After an all-night negotiating session, Los Angeles County's largest employee union struck a deal with the county Wednesday that largely preserves workers' health benefits and includes small pay raises.

The accord came at the crack of dawn after nearly 24 hours of steady bargaining. Hundreds of union and county officials emerged from the downtown Westin Bonaventure Hotel exhausted but satisfied with a give-and-take agreement forged in a bruising budget year.

"We drew the line and we held it," said Bart Diener, assistant general manager of Service Employees International Union Local 660. "This is an agreement that has no take-aways and, in fact, has some financial gains for our 50,000 members."

The agreement, which has yet to be ratified by union members or the Board of Supervisors, includes a 5% pay raise to be phased in over three years.
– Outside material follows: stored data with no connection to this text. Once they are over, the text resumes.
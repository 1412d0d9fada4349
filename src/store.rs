//! Object store boundary: paged listing and object retrieval.
//!
//! The real backing store (S3 or compatible) lives outside this crate; the
//! pipeline only ever talks to the [`ObjectStore`] trait. [`MemoryObjectStore`]
//! is an in-memory implementation for tests and local development.

use std::collections::BTreeMap;
use std::sync::{Arc, Mutex};

use async_trait::async_trait;
use thiserror::Error;

/// Errors raised by an object store implementation.
///
/// Every variant is fatal for the load that observed it; partial listings are
/// never ingested.
#[derive(Debug, Error)]
pub enum StoreError {
    #[error("failed to list bucket {bucket}: {message}")]
    Listing { bucket: String, message: String },

    #[error("failed to fetch {bucket}/{key}: {message}")]
    Fetch {
        bucket: String,
        key: String,
        message: String,
    },
}

/// One key in an object listing.
#[derive(Debug, Clone, PartialEq, Eq)]
pub struct ObjectEntry {
    pub key: String,
    pub size: u64,
}

impl ObjectEntry {
    pub fn new(key: impl Into<String>, size: u64) -> Self {
        Self {
            key: key.into(),
            size,
        }
    }

    /// Zero-byte keys ending in a path separator are listing artifacts, not
    /// content, and must never be downloaded.
    pub fn is_directory_marker(&self) -> bool {
        self.key.ends_with('/')
    }
}

/// One page of an object listing.
///
/// `next_token`, when present, must be passed back to [`ObjectStore::list_page`]
/// to continue the listing; callers may not assume any particular page size.
#[derive(Debug, Clone, Default)]
pub struct ObjectPage {
    pub entries: Vec<ObjectEntry>,
    pub next_token: Option<String>,
}

/// Boundary trait over a bucket-addressed object store.
#[async_trait]
pub trait ObjectStore: Send + Sync {
    /// List one page of keys under `prefix`, continuing from `token` if given.
    async fn list_page(
        &self,
        bucket: &str,
        prefix: &str,
        token: Option<&str>,
    ) -> Result<ObjectPage, StoreError>;

    /// Fetch the full body of one object.
    async fn fetch(&self, bucket: &str, key: &str) -> Result<Vec<u8>, StoreError>;
}

/// In-memory object store for tests and local development.
///
/// Keys are held in sorted order so listings are deterministic. The page size
/// is configurable to exercise pagination in callers.
#[derive(Clone, Default)]
pub struct MemoryObjectStore {
    objects: Arc<Mutex<BTreeMap<(String, String), Vec<u8>>>>,
    page_size: usize,
}

impl MemoryObjectStore {
    pub fn new() -> Self {
        Self {
            objects: Arc::new(Mutex::new(BTreeMap::new())),
            page_size: 0,
        }
    }

    /// Force listings to return at most `page_size` entries per page.
    #[must_use]
    pub fn with_page_size(mut self, page_size: usize) -> Self {
        self.page_size = page_size;
        self
    }

    /// Insert an object body under `bucket`/`key`.
    pub fn insert(&self, bucket: impl Into<String>, key: impl Into<String>, body: impl Into<Vec<u8>>) {
        self.objects
            .lock()
            .unwrap()
            .insert((bucket.into(), key.into()), body.into());
    }

    fn keys_under(&self, bucket: &str, prefix: &str) -> Vec<ObjectEntry> {
        self.objects
            .lock()
            .unwrap()
            .iter()
            .filter(|((b, k), _)| b == bucket && k.starts_with(prefix))
            .map(|((_, k), body)| ObjectEntry::new(k.clone(), body.len() as u64))
            .collect()
    }
}

#[async_trait]
impl ObjectStore for MemoryObjectStore {
    async fn list_page(
        &self,
        bucket: &str,
        prefix: &str,
        token: Option<&str>,
    ) -> Result<ObjectPage, StoreError> {
        let all = self.keys_under(bucket, prefix);
        let start = match token {
            Some(t) => t.parse::<usize>().map_err(|_| StoreError::Listing {
                bucket: bucket.to_string(),
                message: format!("bad continuation token: {t}"),
            })?,
            None => 0,
        };
        let page_size = if self.page_size == 0 {
            all.len().max(1)
        } else {
            self.page_size
        };
        let entries: Vec<ObjectEntry> = all.iter().skip(start).take(page_size).cloned().collect();
        let next = start + entries.len();
        let next_token = (next < all.len()).then(|| next.to_string());
        Ok(ObjectPage {
            entries,
            next_token,
        })
    }

    async fn fetch(&self, bucket: &str, key: &str) -> Result<Vec<u8>, StoreError> {
        self.objects
            .lock()
            .unwrap()
            .get(&(bucket.to_string(), key.to_string()))
            .cloned()
            .ok_or_else(|| StoreError::Fetch {
                bucket: bucket.to_string(),
                key: key.to_string(),
                message: "no such key".to_string(),
            })
    }
}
For 2004, however, salaries would remain frozen.

With the state budget still in a shambles, county leaders were hesitant to make long-term commitments, so the deal includes an escape clause of sorts: If county finances sour, supervisors can declare an "economic emergency" and cancel raises scheduled for 2005 and 2006.

"It's a landmark agreement," said Supervisor Zev Yaroslavsky. "It gives them what they've earned and what we can afford in today's terms, but it also gives us a safety valve for the future."
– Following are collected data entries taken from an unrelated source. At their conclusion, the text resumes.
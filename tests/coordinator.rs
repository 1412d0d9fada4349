mod common;

use std::sync::Arc;

use ragline::index::MemoryIndex;
use ragline::store::MemoryObjectStore;
use ragline::types::AssetLocation;
use tempfile::tempdir;

use common::{bucket_coordinator, local_coordinator};

#[tokio::test]
async fn bucket_config_resolves_to_the_object_store() {
    let store = MemoryObjectStore::new();
    store.insert("my-bucket", "assets/guide.txt", "the guide");
    let index = Arc::new(MemoryIndex::new());
    let coordinator = bucket_coordinator(index.clone(), Arc::new(store), "my-bucket", "assets");

    let response = coordinator.load(None).await.unwrap();
    assert_eq!(response.indexed_units, 1);
    assert_eq!(index.unit_count(), 1);

    let sources = coordinator.data_sources().await.unwrap();
    assert_eq!(sources.len(), 1);
    assert_eq!(sources[0].location, "my-bucket/assets");
}

#[tokio::test]
async fn missing_bucket_falls_back_to_a_local_recursive_scan() {
    let dir = tempdir().unwrap();
    tokio::fs::create_dir_all(dir.path().join("nested")).await.unwrap();
    tokio::fs::write(dir.path().join("a.txt"), "alpha").await.unwrap();
    tokio::fs::write(dir.path().join("nested/b.txt"), "beta").await.unwrap();

    let index = Arc::new(MemoryIndex::new());
    let coordinator = local_coordinator(index.clone(), &dir.path().to_string_lossy());

    let response = coordinator.load(None).await.unwrap();
    assert_eq!(response.indexed_units, 2);

    // Local units never claim an object-store source URL.
    let sources = coordinator.data_sources().await.unwrap();
    assert_eq!(sources[0].unit_count, 2);
}

#[tokio::test]
async fn repeat_loads_do_not_duplicate_index_entries() {
    let store = MemoryObjectStore::new();
    store.insert("bkt", "assets/a.txt", "alpha");
    let index = Arc::new(MemoryIndex::new());
    let coordinator = bucket_coordinator(index.clone(), Arc::new(store), "bkt", "assets");

    let first = coordinator.load(None).await.unwrap();
    let second = coordinator.load(None).await.unwrap();

    assert_eq!(first.doc_id, second.doc_id);
    assert_eq!(second.indexed_units, 0);
    assert_eq!(second.skipped_existing, 1);
    assert_eq!(index.unit_count(), 1);
}

#[tokio::test]
async fn explicit_location_overrides_the_configured_source() {
    let store = MemoryObjectStore::new();
    store.insert("bkt", "assets/a.txt", "alpha");
    store.insert("bkt", "incoming/new.txt", "fresh");
    let index = Arc::new(MemoryIndex::new());
    let coordinator = bucket_coordinator(index.clone(), Arc::new(store), "bkt", "assets");

    let response = coordinator
        .load(Some(AssetLocation::bucket("bkt", "incoming/new.txt")))
        .await
        .unwrap();
    assert_eq!(response.indexed_units, 1);

    let sources = coordinator.data_sources().await.unwrap();
    assert_eq!(sources[0].location, "bkt/incoming/new.txt");
}

#[tokio::test]
async fn reset_clears_the_index_and_a_later_load_wins() {
    let store = MemoryObjectStore::new();
    store.insert("bkt", "assets/a.txt", "alpha");
    let index = Arc::new(MemoryIndex::new());
    let coordinator = bucket_coordinator(index.clone(), Arc::new(store), "bkt", "assets");

    coordinator.load(None).await.unwrap();
    coordinator.reset().await.unwrap();
    assert_eq!(index.unit_count(), 0);

    // The operation after reset repopulates from scratch; nothing stale
    // resurrects.
    let response = coordinator.load(None).await.unwrap();
    assert_eq!(response.indexed_units, 1);
    assert_eq!(index.unit_count(), 1);
}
SEIU Local 660, which represents nurses, librarians, street repair workers and other county employees, was determined to protect health benefits gained in earlier contracts -- even as health insurance premiums have surged.
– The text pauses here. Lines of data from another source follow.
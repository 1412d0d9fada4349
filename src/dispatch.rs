//! Two-phase dispatch protocol for chat triggers.
//!
//! The chat platform enforces a hard acknowledgment deadline, so each trigger
//! is split across two scheduling domains joined by a channel: the synchronous
//! fast path fires the acknowledgment callback with a provisional status
//! before any model or index work, then hands the trigger to a deferred worker
//! with no deadline. The worker queries, formats, and posts through the
//! platform's asynchronous mechanism (never the original response channel)
//! and converts every failure into a user-visible message so a broken request
//! is never silently dropped.
//!
//! State machine per trigger: `Received -> Acknowledged -> {Completed | Failed}`.

use std::sync::Arc;
use std::time::Duration;

use chrono::{DateTime, Utc};
use thiserror::Error;
use tokio::task::JoinHandle;
use tracing::{error, info, warn};
use uuid::Uuid;

use crate::chat::{ChatError, ChatPlatform, Command, Trigger};
use crate::coordinator::{CoordinatorError, IngestionCoordinator};
use crate::index::IndexError;
use crate::query::{Citation, QueryOptions, QueryReply, QueryService};

/// Fixed platform acknowledgment deadline.
pub const ACK_DEADLINE: Duration = Duration::from_secs(3);

/// Provisional status sent with the acknowledgment.
pub const ACK_STATUS: &str = "Thinking...";

/// Passages longer than this are truncated in citation blocks.
pub const PASSAGE_LIMIT: usize = 300;

/// Lifecycle of one trigger.
#[derive(Debug, Clone, Copy, PartialEq, Eq)]
pub enum DispatchState {
    Received,
    Acknowledged,
    Completed,
    Failed,
}

/// One trigger in flight: identity, deadline, and payload. Lives for a single
/// interaction; ack and result delivery are causally ordered but separately
/// scheduled.
#[derive(Debug, Clone)]
pub struct DispatchRequest {
    pub trigger_id: String,
    pub received_at: DateTime<Utc>,
    pub ack_deadline: Duration,
    pub trigger: Trigger,
}

impl DispatchRequest {
    pub fn new(trigger: Trigger) -> Self {
        Self {
            trigger_id: Uuid::new_v4().to_string(),
            received_at: Utc::now(),
            ack_deadline: ACK_DEADLINE,
            trigger,
        }
    }
}

/// Receipt returned from the fast path.
#[derive(Debug, Clone, PartialEq, Eq)]
pub struct DispatchReceipt {
    pub trigger_id: String,
    pub state: DispatchState,
}

/// Errors raised on the fast path. The deferred path never raises; it posts.
#[derive(Debug, Error)]
pub enum DispatchError {
    #[error("deferred worker is no longer running")]
    WorkerUnavailable,
}

#[derive(Debug, Error)]
enum ProcessError {
    #[error(transparent)]
    Coordinator(#[from] CoordinatorError),

    #[error(transparent)]
    Index(#[from] IndexError),

    #[error(transparent)]
    Chat(#[from] ChatError),
}

/// Front end for the two-phase protocol: acknowledge now, process later.
pub struct Dispatcher {
    tx: flume::Sender<DispatchRequest>,
    worker: JoinHandle<()>,
}

impl Dispatcher {
    /// Spawn the deferred worker and return the dispatch handle.
    ///
    /// `options` is the query template applied to every `ask`; set
    /// `citations` on it to get threaded source listings.
    pub fn spawn(
        platform: Arc<dyn ChatPlatform>,
        coordinator: IngestionCoordinator,
        query: QueryService,
        options: QueryOptions,
    ) -> Self {
        let (tx, rx) = flume::unbounded::<DispatchRequest>();
        let worker_state = Worker {
            platform,
            coordinator,
            query,
            options,
        };
        let worker = tokio::spawn(async move {
            while let Ok(request) = rx.recv_async().await {
                worker_state.process(request).await;
            }
        });
        Self { tx, worker }
    }

    /// Fast path: fire the acknowledgment callback with a provisional status,
    /// then enqueue the trigger for deferred processing.
    ///
    /// The callback is invoked before any path that can reach the model or
    /// index, for every trigger, including ones that ultimately fail.
    pub fn dispatch<F>(&self, trigger: Trigger, ack: F) -> Result<DispatchReceipt, DispatchError>
    where
        F: FnOnce(&str),
    {
        let request = DispatchRequest::new(trigger);
        let trigger_id = request.trigger_id.clone();
        info!(%trigger_id, state = ?DispatchState::Received, "trigger received");

        ack(ACK_STATUS);
        info!(%trigger_id, state = ?DispatchState::Acknowledged, "trigger acknowledged");

        self.tx
            .send(request)
            .map_err(|_| DispatchError::WorkerUnavailable)?;
        Ok(DispatchReceipt {
            trigger_id,
            state: DispatchState::Acknowledged,
        })
    }

    /// Drop the intake side and wait for the worker to drain its queue.
    pub async fn join(self) {
        drop(self.tx);
        if let Err(err) = self.worker.await {
            error!(%err, "dispatch worker panicked");
        }
    }
}

struct Worker {
    platform: Arc<dyn ChatPlatform>,
    coordinator: IngestionCoordinator,
    query: QueryService,
    options: QueryOptions,
}

impl Worker {
    /// Deferred phase. Every failure is converted to a user-visible message
    /// here; nothing propagates past this boundary.
    async fn process(&self, request: DispatchRequest) {
        let trigger_id = request.trigger_id.clone();
        match self.run_command(&request).await {
            Ok(()) => {
                info!(%trigger_id, state = ?DispatchState::Completed, "trigger completed");
            }
            Err(err) => {
                warn!(%trigger_id, state = ?DispatchState::Failed, %err, "trigger failed");
                let text = format!(
                    "Sorry <@{}>, I couldn't finish that request: {err}",
                    request.trigger.user
                );
                if let Err(post_err) = self
                    .platform
                    .post_message(&request.trigger.channel, &text, None)
                    .await
                {
                    error!(%trigger_id, %post_err, "failed to deliver failure message");
                }
            }
        }
    }

    async fn run_command(&self, request: &DispatchRequest) -> Result<(), ProcessError> {
        let channel = &request.trigger.channel;
        match Command::parse(&request.trigger.text) {
            Command::Ask { question } => self.answer(channel, &question).await,
            Command::Load => {
                let response = self.coordinator.load(None).await?;
                let text = format!(
                    "Load complete: {} new units indexed, {} already present (doc `{}`).",
                    response.indexed_units, response.skipped_existing, response.doc_id
                );
                self.platform.post_message(channel, &text, None).await?;
                Ok(())
            }
            Command::Reset => {
                self.coordinator.reset().await?;
                self.platform
                    .post_message(channel, "Index cleared.", None)
                    .await?;
                Ok(())
            }
            Command::DataSources => {
                let sources = self.coordinator.data_sources().await?;
                let text = if sources.is_empty() {
                    "No data sources indexed yet.".to_string()
                } else {
                    let mut lines = vec!["Indexed sources:".to_string()];
                    for source in sources {
                        lines.push(format!(
                            "• {} ({} units, doc `{}`)",
                            source.location, source.unit_count, source.doc_id
                        ));
                    }
                    lines.join("\n")
                };
                self.platform.post_message(channel, &text, None).await?;
                Ok(())
            }
            Command::KnockKnock => {
                self.platform
                    .post_message(channel, "_Who's there?_", None)
                    .await?;
                Ok(())
            }
            Command::Unknown { .. } => {
                self.platform
                    .post_message(channel, Command::help_text(), None)
                    .await?;
                Ok(())
            }
        }
    }

    async fn answer(&self, channel: &str, question: &str) -> Result<(), ProcessError> {
        let reply = self.query.query(question, &self.options).await?;
        let summary = format_summary(question, reply.answer());
        let summary_ts = self.platform.post_message(channel, &summary, None).await?;

        if let QueryReply::WithCitations { citations, .. } = &reply {
            if !citations.is_empty() {
                let block = format_citations(citations);
                self.platform
                    .post_message(channel, &block, Some(&summary_ts))
                    .await?;
            }
        }
        Ok(())
    }
}

/// Standalone summary message posted for every answered question.
pub fn format_summary(question: &str, answer: &str) -> String {
    format!("Q: _{question}_ A: {answer}")
}

/// Threaded citation block: one line per citation with score, source link,
/// and a truncated passage.
pub fn format_citations(citations: &[Citation]) -> String {
    let mut lines = vec!["Sources:".to_string()];
    for (idx, citation) in citations.iter().enumerate() {
        let link = if citation.source_url.is_empty() {
            "(no source)".to_string()
        } else {
            format!("<{}>", citation.source_url)
        };
        lines.push(format!(
            "{}. {link} (score {:.2}): {}",
            idx + 1,
            citation.score,
            truncate_passage(&citation.passage, PASSAGE_LIMIT)
        ));
    }
    lines.join("\n")
}

/// Truncate `passage` beyond `limit` characters, appending an ellipsis.
/// Counts characters, not bytes, so multibyte text never splits mid-scalar.
pub fn truncate_passage(passage: &str, limit: usize) -> String {
    if passage.chars().count() <= limit {
        passage.to_string()
    } else {
        let mut truncated: String = passage.chars().take(limit).collect();
        truncated.push_str("...");
        truncated
    }
}

#[cfg(test)]
mod tests {
    use super::*;

    #[test]
    fn long_passage_truncates_to_limit_plus_ellipsis() {
        let passage = "x".repeat(500);
        let truncated = truncate_passage(&passage, PASSAGE_LIMIT);
        assert_eq!(truncated.chars().count(), PASSAGE_LIMIT + 3);
        assert!(truncated.ends_with("..."));
    }

    #[test]
    fn short_passage_is_unmodified() {
        let passage = "y".repeat(50);
        assert_eq!(truncate_passage(&passage, PASSAGE_LIMIT), passage);
    }

    #[test]
    fn passage_at_the_limit_is_unmodified() {
        let passage = "z".repeat(PASSAGE_LIMIT);
        assert_eq!(truncate_passage(&passage, PASSAGE_LIMIT), passage);
    }

    #[test]
    fn citation_block_carries_score_and_link() {
        let citations = vec![Citation {
            passage: "relevant passage".to_string(),
            score: 0.8731,
            source_url: "https://ep/bkt/docs/a.txt".to_string(),
            metadata: serde_json::Value::Null,
        }];
        let block = format_citations(&citations);
        assert!(block.starts_with("Sources:"));
        assert!(block.contains("<https://ep/bkt/docs/a.txt>"));
        assert!(block.contains("score 0.87"));
        assert!(block.contains("relevant passage"));
    }

    #[test]
    fn summary_format_quotes_the_question() {
        assert_eq!(
            format_summary("why?", "because."),
            "Q: _why?_ A: because."
        );
    }
}
pub use self::csv_loader::CsvLoader;

mod csv_loader;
The resulting deal largely achieves that goal, requiring the county to pick up a 28.2% increase in health-care costs, or roughly $40 million, through 2006.

But the actual cost of rising premiums could easily exceed that amount. If that happens, the contract could be retooled to use a portion of the workers' salary increases to cover additional health-care costs.

That provision allows the county to cap its fiscal liability in the event that health insurance premiums spiral beyond projections.

"It's a share-the-pain deal," said Jim Adams, the county's chief of employee relations. "What we liked about it is it limits our exposure."

Local 660's members will have a small co-payment for medical care, currently $5 per doctor visit. The county initially sought to double that to $10, but relented in the face of stiff union opposition. Workers staged dozens of noisy demonstrations in recent weeks, blowing whistles and chanting "No take-aways!"

While the key salary and health-care issues have been resolved, county negotiators are still hammering out contracts with various bargaining units involving work conditions and overtime pay.

Local 660's deal does not apply to another group of unions representing about 25,000 county workers, including sheriff's deputies. Those workers have been without a contract for months and have yet to reach agreement.

Yaroslavsky, who as board chairman of the Metropolitan Transportation Authority has been immersed in another labor dispute with the striking mechanics' union, praised SEIU Local 660 as a "strong" union whose leadership "thinks outside the box."

The contrast between the county's deal with Local 660 and the MTA's negotiations with the mechanics, he said, was "night and day."

For Alina Mendizabal, a county hospital worker, the agreement simply means that Yaroslavsky and other county leaders value her and her co-workers.

"It felt like the Board of Supervisors listened," said Mendizabal, who has worked at Olive View-UCLA Medical Center in Sylmar for 18 years. "It was like a validation for the hard work we do every day."